## WHAT IS EXPECTED
Below is some data. Retype exactly the lines starting at the one with "impl Default for CircuitBreakerConfig" and ending at the one with "pub struct CheckConfig".

## INFORMATION SHOWN
------

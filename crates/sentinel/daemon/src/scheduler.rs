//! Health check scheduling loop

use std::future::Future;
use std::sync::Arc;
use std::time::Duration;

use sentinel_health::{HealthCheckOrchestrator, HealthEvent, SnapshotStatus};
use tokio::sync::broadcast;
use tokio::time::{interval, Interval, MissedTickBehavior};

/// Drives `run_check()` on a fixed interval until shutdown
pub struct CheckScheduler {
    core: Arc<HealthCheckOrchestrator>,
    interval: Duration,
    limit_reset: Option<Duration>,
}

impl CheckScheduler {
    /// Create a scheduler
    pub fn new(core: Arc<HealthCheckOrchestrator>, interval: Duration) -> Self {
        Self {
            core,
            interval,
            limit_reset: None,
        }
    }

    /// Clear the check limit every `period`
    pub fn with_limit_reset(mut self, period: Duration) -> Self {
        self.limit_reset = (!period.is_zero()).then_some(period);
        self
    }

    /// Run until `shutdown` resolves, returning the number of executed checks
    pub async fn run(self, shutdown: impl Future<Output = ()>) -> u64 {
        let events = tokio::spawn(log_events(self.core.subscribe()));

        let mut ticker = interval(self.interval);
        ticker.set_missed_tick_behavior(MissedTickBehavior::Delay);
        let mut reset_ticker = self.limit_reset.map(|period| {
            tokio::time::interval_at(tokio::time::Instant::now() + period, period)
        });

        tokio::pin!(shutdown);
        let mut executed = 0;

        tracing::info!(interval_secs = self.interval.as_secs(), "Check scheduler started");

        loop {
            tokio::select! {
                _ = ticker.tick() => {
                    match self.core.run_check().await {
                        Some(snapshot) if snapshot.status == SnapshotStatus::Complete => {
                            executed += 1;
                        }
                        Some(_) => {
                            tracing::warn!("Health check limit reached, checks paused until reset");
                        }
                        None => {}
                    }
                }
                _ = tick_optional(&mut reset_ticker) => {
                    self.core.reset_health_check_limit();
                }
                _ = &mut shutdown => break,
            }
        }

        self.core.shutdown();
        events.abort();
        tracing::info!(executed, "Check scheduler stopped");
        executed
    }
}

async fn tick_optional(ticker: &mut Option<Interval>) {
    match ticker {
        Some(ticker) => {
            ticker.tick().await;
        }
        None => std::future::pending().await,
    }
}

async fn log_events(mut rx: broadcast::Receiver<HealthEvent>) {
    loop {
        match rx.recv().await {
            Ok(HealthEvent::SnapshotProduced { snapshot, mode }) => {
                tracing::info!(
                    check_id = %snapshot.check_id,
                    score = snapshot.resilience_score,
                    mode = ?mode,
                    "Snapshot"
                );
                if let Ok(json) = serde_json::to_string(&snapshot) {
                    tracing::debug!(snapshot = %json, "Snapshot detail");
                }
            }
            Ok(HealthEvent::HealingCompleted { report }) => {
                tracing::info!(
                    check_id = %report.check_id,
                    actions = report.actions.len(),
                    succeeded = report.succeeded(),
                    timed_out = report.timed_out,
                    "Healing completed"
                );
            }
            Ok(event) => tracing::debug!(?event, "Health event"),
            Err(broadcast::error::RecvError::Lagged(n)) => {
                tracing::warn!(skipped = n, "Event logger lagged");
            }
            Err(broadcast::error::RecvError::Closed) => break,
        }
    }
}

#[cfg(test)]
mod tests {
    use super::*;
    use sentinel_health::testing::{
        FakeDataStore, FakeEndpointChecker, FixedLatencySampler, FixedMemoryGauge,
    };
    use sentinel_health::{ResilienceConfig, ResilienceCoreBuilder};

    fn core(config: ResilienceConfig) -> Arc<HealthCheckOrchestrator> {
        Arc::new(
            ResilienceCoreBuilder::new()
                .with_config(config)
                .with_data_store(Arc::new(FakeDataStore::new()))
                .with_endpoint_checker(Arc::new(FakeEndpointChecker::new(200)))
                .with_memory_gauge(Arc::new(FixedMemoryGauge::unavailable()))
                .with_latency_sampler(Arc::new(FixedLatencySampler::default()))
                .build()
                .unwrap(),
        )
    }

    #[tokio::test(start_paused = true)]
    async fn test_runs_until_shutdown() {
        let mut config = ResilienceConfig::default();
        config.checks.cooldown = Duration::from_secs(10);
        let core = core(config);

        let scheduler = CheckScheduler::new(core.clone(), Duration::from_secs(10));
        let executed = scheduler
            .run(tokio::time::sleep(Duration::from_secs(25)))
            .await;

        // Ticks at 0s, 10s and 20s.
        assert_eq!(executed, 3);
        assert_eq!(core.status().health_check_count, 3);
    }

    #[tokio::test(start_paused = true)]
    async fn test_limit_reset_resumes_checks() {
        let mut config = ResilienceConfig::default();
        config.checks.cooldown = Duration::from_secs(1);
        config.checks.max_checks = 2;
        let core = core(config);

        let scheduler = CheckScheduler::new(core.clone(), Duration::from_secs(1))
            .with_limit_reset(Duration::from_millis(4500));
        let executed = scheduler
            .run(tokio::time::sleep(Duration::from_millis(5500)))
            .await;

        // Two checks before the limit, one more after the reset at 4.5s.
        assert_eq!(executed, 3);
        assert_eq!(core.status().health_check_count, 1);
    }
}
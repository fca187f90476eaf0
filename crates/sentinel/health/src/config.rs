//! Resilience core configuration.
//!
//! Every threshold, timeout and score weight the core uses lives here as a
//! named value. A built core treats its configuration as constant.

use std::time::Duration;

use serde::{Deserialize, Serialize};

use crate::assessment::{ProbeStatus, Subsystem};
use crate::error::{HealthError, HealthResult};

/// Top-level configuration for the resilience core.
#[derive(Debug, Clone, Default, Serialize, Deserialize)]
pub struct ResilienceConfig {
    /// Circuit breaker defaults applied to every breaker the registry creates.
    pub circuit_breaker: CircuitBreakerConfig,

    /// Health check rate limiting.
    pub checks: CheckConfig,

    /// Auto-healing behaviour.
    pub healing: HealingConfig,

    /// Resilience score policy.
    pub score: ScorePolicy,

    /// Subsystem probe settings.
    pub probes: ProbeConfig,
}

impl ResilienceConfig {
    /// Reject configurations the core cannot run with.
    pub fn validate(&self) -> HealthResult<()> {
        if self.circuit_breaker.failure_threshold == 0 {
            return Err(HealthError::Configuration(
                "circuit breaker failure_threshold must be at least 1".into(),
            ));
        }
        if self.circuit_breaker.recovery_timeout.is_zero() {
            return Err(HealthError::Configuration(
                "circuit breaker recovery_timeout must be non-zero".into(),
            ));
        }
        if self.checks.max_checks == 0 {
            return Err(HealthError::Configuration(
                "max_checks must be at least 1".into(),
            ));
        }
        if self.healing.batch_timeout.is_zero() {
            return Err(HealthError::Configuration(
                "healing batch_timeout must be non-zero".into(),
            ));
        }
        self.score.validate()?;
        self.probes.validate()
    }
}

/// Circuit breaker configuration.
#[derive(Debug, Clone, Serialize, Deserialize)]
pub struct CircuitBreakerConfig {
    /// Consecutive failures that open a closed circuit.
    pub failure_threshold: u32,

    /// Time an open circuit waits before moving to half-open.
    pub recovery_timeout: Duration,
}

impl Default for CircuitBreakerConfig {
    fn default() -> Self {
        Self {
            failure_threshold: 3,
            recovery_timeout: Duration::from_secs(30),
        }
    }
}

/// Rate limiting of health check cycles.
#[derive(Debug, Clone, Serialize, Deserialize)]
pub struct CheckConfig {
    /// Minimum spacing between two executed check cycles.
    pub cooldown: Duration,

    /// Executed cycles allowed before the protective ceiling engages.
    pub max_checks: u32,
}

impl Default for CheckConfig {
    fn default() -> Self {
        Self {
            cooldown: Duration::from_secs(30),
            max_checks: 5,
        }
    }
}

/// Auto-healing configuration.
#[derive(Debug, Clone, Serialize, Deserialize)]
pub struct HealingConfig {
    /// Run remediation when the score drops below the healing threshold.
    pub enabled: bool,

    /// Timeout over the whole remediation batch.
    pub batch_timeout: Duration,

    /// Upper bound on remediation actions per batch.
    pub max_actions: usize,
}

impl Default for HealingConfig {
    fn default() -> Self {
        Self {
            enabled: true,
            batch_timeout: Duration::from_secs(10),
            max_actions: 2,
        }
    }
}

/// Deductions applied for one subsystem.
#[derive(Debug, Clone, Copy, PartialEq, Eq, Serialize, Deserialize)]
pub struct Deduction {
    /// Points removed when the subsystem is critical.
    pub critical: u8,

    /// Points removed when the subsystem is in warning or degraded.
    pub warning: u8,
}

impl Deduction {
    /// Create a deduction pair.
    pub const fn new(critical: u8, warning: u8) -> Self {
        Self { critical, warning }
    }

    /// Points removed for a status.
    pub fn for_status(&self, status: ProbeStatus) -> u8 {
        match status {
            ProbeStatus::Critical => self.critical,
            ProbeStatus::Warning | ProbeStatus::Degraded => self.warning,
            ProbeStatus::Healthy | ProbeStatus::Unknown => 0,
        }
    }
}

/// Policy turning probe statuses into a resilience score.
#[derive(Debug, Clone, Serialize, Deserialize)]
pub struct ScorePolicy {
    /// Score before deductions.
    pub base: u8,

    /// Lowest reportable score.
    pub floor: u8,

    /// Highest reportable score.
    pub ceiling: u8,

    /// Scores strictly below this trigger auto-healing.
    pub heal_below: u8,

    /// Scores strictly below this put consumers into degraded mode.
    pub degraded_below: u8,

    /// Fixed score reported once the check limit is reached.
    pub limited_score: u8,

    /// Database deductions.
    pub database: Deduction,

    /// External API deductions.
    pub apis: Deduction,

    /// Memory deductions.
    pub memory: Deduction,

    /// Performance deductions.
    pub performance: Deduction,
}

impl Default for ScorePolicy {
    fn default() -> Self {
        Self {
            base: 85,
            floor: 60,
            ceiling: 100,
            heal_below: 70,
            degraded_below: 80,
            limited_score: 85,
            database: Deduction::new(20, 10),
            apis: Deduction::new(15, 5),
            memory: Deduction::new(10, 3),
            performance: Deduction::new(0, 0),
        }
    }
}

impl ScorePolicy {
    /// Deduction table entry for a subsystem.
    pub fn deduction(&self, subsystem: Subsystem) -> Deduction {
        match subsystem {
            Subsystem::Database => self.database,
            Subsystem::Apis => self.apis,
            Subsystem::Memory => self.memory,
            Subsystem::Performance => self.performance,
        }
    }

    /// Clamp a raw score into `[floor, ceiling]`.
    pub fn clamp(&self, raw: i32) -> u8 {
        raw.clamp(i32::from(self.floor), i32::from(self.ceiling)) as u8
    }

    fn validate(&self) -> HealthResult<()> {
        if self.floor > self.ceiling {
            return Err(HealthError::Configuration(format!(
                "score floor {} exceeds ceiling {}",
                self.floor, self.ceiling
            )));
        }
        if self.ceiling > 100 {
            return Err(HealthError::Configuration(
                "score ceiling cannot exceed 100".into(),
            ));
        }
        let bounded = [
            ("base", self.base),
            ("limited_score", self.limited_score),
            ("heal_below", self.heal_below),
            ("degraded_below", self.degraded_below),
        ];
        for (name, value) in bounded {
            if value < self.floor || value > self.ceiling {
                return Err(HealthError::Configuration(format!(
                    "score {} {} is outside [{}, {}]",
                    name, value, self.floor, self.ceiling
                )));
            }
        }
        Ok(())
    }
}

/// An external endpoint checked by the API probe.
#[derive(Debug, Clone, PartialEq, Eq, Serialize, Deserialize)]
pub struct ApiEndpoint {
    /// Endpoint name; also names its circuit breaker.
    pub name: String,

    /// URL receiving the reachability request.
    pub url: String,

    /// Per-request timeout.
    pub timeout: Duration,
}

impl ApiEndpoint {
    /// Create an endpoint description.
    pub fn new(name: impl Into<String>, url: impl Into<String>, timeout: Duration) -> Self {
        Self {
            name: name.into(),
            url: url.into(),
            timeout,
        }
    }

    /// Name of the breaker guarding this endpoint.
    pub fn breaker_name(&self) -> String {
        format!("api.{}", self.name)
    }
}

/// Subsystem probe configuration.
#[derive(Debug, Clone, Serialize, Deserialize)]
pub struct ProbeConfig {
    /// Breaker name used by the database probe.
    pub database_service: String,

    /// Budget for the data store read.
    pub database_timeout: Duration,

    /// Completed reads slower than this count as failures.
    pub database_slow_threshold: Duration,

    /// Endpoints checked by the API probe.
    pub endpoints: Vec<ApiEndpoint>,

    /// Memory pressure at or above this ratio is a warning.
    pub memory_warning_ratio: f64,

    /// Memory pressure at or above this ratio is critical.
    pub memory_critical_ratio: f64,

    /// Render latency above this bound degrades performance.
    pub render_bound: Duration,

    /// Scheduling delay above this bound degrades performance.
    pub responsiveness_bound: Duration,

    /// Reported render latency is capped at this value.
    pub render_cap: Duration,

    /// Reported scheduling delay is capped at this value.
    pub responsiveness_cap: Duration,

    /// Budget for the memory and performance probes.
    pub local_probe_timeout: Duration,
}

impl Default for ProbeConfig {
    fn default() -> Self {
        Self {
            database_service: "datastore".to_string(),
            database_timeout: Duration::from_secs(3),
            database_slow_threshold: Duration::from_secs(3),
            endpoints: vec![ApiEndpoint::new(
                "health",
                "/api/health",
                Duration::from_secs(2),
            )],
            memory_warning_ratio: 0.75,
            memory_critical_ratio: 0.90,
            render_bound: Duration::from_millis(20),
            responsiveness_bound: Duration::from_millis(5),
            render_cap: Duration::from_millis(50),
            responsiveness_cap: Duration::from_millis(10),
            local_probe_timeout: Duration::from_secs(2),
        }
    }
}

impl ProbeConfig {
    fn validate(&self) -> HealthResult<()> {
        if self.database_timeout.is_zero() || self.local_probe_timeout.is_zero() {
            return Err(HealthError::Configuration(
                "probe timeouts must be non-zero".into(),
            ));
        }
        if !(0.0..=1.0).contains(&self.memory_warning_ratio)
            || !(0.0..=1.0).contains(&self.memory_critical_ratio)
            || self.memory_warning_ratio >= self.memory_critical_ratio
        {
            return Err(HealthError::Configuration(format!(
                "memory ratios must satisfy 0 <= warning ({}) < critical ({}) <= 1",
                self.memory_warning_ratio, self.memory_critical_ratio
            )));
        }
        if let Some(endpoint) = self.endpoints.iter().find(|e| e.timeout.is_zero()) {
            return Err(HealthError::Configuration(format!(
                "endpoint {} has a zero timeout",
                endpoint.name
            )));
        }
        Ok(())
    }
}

------

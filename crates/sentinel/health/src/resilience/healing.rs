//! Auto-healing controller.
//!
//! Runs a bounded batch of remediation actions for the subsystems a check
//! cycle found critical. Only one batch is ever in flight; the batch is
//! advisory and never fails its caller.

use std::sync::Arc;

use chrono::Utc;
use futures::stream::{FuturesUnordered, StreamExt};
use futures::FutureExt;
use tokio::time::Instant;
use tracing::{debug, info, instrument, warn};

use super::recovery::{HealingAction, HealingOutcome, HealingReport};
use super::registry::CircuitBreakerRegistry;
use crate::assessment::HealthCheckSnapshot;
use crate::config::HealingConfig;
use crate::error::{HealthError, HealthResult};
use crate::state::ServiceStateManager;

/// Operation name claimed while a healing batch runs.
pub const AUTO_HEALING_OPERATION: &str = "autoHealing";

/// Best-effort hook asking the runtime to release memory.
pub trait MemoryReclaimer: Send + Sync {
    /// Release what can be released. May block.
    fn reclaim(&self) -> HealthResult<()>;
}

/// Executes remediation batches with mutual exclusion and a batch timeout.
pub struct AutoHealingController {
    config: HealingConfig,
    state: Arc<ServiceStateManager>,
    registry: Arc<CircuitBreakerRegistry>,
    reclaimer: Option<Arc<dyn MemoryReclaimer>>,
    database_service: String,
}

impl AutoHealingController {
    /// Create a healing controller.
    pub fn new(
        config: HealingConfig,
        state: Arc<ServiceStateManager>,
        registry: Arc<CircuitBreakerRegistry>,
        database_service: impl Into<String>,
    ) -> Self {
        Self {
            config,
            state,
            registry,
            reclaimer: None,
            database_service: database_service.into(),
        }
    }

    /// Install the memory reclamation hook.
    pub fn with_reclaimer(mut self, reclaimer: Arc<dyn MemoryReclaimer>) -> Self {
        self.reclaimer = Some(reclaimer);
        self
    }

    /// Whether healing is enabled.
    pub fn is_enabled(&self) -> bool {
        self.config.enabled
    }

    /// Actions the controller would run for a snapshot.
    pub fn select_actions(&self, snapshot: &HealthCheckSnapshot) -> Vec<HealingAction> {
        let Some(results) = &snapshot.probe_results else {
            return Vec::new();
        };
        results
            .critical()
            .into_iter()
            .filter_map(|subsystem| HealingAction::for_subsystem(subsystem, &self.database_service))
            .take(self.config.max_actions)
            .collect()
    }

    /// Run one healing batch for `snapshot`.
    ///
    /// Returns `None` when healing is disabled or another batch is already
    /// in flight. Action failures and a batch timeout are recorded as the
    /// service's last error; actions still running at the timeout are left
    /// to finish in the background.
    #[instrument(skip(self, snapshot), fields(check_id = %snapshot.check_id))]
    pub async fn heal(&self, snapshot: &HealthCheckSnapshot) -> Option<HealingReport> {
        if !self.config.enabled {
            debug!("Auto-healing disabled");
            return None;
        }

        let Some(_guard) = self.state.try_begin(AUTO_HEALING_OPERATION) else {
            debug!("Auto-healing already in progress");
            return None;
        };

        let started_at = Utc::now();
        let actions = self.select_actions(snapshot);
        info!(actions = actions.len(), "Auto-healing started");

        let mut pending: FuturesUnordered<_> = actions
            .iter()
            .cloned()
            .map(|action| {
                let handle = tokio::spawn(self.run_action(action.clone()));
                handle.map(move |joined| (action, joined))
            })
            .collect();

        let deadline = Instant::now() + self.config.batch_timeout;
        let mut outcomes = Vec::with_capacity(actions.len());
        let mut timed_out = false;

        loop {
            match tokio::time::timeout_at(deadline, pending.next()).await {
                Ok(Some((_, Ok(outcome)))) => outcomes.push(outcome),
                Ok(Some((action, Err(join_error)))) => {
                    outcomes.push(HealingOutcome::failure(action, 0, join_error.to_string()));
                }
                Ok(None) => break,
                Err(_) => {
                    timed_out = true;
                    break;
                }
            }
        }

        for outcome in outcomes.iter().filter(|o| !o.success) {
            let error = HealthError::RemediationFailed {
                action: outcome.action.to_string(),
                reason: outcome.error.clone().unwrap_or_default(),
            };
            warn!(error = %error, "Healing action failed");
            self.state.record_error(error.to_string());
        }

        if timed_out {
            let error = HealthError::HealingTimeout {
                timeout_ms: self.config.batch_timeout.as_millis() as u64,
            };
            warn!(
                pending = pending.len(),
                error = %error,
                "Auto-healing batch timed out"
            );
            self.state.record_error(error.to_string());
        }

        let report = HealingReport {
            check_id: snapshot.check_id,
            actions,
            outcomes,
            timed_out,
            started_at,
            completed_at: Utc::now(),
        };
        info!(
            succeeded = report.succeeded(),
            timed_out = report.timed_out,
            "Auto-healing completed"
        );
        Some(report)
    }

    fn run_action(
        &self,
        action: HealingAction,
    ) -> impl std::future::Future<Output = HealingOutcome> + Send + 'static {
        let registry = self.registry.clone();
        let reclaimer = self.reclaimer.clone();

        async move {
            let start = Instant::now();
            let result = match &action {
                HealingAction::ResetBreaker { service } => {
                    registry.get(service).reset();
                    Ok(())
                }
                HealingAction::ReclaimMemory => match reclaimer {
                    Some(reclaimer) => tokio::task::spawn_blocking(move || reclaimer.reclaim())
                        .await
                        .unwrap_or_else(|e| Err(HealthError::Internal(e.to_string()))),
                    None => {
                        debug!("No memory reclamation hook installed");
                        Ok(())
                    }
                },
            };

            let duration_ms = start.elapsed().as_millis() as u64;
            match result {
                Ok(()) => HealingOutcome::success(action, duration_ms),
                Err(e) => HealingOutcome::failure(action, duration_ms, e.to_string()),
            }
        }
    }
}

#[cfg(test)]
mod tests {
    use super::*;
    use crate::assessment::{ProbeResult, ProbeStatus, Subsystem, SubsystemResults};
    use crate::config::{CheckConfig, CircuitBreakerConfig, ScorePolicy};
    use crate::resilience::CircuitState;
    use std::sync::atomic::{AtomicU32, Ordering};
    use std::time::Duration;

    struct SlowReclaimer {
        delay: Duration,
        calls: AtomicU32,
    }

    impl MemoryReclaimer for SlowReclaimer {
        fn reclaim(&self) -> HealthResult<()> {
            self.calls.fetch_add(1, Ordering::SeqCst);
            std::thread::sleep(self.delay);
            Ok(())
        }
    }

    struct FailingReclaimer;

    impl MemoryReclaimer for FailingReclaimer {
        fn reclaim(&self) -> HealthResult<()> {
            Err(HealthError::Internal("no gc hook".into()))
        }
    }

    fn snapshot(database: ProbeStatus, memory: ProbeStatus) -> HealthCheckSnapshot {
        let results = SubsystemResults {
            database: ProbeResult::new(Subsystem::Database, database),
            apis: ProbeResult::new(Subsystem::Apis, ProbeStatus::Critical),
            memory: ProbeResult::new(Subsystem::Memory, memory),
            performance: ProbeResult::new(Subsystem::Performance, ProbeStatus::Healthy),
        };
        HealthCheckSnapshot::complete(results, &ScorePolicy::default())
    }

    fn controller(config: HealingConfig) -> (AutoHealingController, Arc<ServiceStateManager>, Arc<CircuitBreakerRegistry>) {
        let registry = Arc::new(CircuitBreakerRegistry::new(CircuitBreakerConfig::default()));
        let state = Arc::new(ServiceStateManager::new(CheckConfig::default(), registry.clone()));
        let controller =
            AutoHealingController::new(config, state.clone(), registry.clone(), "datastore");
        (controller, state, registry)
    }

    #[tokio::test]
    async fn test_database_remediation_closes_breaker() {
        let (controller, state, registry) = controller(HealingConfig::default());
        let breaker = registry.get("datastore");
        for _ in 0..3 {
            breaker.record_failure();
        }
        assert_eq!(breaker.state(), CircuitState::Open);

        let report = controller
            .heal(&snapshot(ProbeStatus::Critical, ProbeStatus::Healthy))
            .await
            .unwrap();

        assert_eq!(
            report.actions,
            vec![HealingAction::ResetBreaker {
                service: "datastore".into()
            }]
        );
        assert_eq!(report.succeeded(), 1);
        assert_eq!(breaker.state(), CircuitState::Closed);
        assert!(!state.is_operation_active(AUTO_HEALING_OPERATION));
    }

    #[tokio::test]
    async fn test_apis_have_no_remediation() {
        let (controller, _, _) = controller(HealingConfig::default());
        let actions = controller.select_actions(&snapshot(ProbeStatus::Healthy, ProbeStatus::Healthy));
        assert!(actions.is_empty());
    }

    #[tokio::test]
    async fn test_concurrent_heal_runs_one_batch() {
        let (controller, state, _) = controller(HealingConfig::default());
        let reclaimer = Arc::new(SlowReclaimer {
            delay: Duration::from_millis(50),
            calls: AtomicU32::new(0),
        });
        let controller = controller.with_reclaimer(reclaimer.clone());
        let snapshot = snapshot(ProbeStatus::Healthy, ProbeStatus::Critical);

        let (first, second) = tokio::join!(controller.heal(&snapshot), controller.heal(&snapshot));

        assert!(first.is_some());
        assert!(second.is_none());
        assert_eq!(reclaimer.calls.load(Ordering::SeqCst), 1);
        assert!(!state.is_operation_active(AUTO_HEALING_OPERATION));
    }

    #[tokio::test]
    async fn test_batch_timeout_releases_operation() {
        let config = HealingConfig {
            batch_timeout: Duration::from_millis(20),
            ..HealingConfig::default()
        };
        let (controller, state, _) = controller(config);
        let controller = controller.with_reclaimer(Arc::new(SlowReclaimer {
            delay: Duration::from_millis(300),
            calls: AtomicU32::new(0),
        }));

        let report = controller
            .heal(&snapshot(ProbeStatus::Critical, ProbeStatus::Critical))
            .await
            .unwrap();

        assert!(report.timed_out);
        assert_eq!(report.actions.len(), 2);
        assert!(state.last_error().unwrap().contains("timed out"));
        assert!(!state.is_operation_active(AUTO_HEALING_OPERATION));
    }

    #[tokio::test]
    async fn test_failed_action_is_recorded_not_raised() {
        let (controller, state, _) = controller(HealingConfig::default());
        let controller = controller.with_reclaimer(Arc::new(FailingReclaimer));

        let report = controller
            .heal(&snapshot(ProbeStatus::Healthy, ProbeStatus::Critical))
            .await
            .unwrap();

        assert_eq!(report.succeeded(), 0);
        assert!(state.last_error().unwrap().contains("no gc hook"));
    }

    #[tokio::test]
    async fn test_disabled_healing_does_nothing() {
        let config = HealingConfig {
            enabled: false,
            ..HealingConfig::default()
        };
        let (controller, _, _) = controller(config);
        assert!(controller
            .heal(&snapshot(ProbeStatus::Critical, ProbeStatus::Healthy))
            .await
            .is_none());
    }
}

------

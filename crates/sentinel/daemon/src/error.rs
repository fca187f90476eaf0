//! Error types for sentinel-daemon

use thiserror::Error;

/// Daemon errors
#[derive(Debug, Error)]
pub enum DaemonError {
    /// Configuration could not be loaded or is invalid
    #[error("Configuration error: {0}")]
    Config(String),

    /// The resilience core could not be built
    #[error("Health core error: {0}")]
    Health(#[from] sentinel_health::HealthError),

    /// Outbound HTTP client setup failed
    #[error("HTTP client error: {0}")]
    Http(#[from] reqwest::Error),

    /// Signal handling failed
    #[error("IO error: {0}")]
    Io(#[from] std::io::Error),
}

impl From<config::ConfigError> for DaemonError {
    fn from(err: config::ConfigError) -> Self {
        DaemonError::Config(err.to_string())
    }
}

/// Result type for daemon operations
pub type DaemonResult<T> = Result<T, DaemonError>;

------

## EXPECTED ANSWER
impl Default for CircuitBreakerConfig {
    fn default() -> Self {
        Self {
            failure_threshold: 3,
            recovery_timeout: Duration::from_secs(30),
        }
    }
}

/// Rate limiting of health check cycles.
#[derive(Debug, Clone, Serialize, Deserialize)]
pub struct CheckConfig {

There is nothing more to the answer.